The Order with regard to single cotton yarns was designed to amend the scope of the previous Order which related to single cotton yarns. That duty upon single cotton yarns was imposed for the purpose of protecting firms engaged in production here. There are four such firms operating in the country. It was found that the market was being seriously affected by the importation of yarns composed of a mixture of cotton and rayon to which the duty did not apply. It was decided then to extend the scope of the duty. That step was taken more readily when the firms engaged in the production of single cotton yarns undertook to supply these mixture yarns as well and are now doing so, I understand, in a reasonable degree.

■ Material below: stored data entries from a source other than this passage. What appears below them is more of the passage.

//! PodPreset custom resource.

use serde::{Deserialize, Serialize};

pub use k8s_openapi::apimachinery::pkg::apis::meta::v1::{
    Condition, LabelSelector, LabelSelectorRequirement,
};

use super::{EnvFromSource, EnvVar, ObjectMeta, ObjectMetaExt, Volume, VolumeMount};

/// PodPreset is a named, selector-scoped bundle of configuration injected
/// into every matching pod of its namespace.
#[derive(Debug, Clone, Default, PartialEq, Serialize, Deserialize)]
#[serde(rename_all = "camelCase")]
pub struct PodPreset {
    #[serde(default, skip_serializing_if = "Option::is_none")]
    pub api_version: Option<String>,

    #[serde(default, skip_serializing_if = "Option::is_none")]
    pub kind: Option<String>,

    #[serde(default)]
    pub metadata: ObjectMeta,

    #[serde(default)]
    pub spec: PodPresetSpec,

    #[serde(default, skip_serializing_if = "Option::is_none")]
    pub status: Option<PodPresetStatus>,
}

impl PodPreset {
    /// Creates an empty preset with the given name.
    pub fn new(name: impl Into<String>) -> Self {
        PodPreset {
            metadata: ObjectMeta {
                name: Some(name.into()),
                ..Default::default()
            },
            ..Default::default()
        }
    }

    pub fn name(&self) -> &str {
        self.metadata.name()
    }

    pub fn namespace(&self) -> &str {
        self.metadata.namespace()
    }

    /// Returns the revision token recorded in provenance annotations.
    pub fn resource_version(&self) -> &str {
        self.metadata.resource_version.as_deref().unwrap_or_default()
    }
}

/// PodPresetSpec holds the selector and the four injectable attribute lists.
#[derive(Debug, Clone, Default, PartialEq, Serialize, Deserialize)]
#[serde(rename_all = "camelCase")]
pub struct PodPresetSpec {
    #[serde(default)]
    pub selector: LabelSelector,

    #[serde(default, skip_serializing_if = "Vec::is_empty")]
    pub env: Vec<EnvVar>,

    #[serde(default, skip_serializing_if = "Vec::is_empty")]
    pub env_from: Vec<EnvFromSource>,

    #[serde(default, skip_serializing_if = "Vec::is_empty")]
    pub volumes: Vec<Volume>,

    #[serde(default, skip_serializing_if = "Vec::is_empty")]
    pub volume_mounts: Vec<VolumeMount>,
}

/// PodPresetStatus is the observed state written by the preset controller.
/// The injector reads presets only and carries it through untouched.
#[derive(Debug, Clone, Default, PartialEq, Serialize, Deserialize)]
#[serde(rename_all = "camelCase")]
pub struct PodPresetStatus {
    #[serde(default, skip_serializing_if = "Vec::is_empty")]
    pub conditions: Vec<Condition>,
}

/// PodPresetList is a list of presets, as returned by a namespace listing.
#[derive(Debug, Clone, Default, PartialEq, Serialize, Deserialize)]
#[serde(rename_all = "camelCase")]
pub struct PodPresetList {
    #[serde(default, skip_serializing_if = "Option::is_none")]
    pub api_version: Option<String>,

    #[serde(default, skip_serializing_if = "Option::is_none")]
    pub kind: Option<String>,

    #[serde(default)]
    pub items: Vec<PodPreset>,
}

There was a duty upon asbestos draining boards which are not now made here and, so far as I can discover, not used here, and, therefore, we are revoking the duty.
So far as milk cans are concerned, this duty applies only to milk cans under 12 gallons capacity. Most Senators will know that the majority of milk cans used here are of a larger size than that. The duty was brought into operation before the war but it was suspended during the war years. The manufacture of these 12-gallon milk cans and smaller milk cans has been resumed and the firm which is making them has entered into undertakings with us that the cans will be sold in this country at the British domestic prices; that is to say the same prices at which similar cans are sold in Great Britain. There was, however, some reason to apprehend that supplies of cans might be imported for the purpose of getting rid of surplus stocks, particularly from continental countries, at the time of the year when seasonal demand was greatest. There is a seasonal element in the demand for these cans and it was thought desirable to keep that position under control by imposing a small duty. The customs duty, which was previously fairly considerable, has been lowered to 15 per cent. full rate and 10 per cent. ad valorem and that is merely to ensure that this firm making the cans will be able to enter upon production for meeting the whole market requirements for the cans and, therefore, to fulfil its price undertaking.
The position in regard to agricultural tractor tyres was somewhat anomalous. The House is probably aware that, following the commencement of the manufacture of rubber tyres here, an excise duty upon Irish-produced tyres was brought into operation. The purpose of the excise duty was to secure revenue for the Exchequer, or, rather, to prevent the loss of revenue to the Exchequer which the commencement of manufacture at home would otherwise have occasioned. There was a limited range of agricultural tractor tyres produced by the Dunlop company in Cork. These tyres were subject to an excise duty while at the same time agricultural tractor tyres could be imported without duty. We had, therefore, the anomalous situation that home-produced tyres were subject to a duty while imported tyres were not subject to it, and that was resolved by revoking the excise duty on agricultural tractor tyres.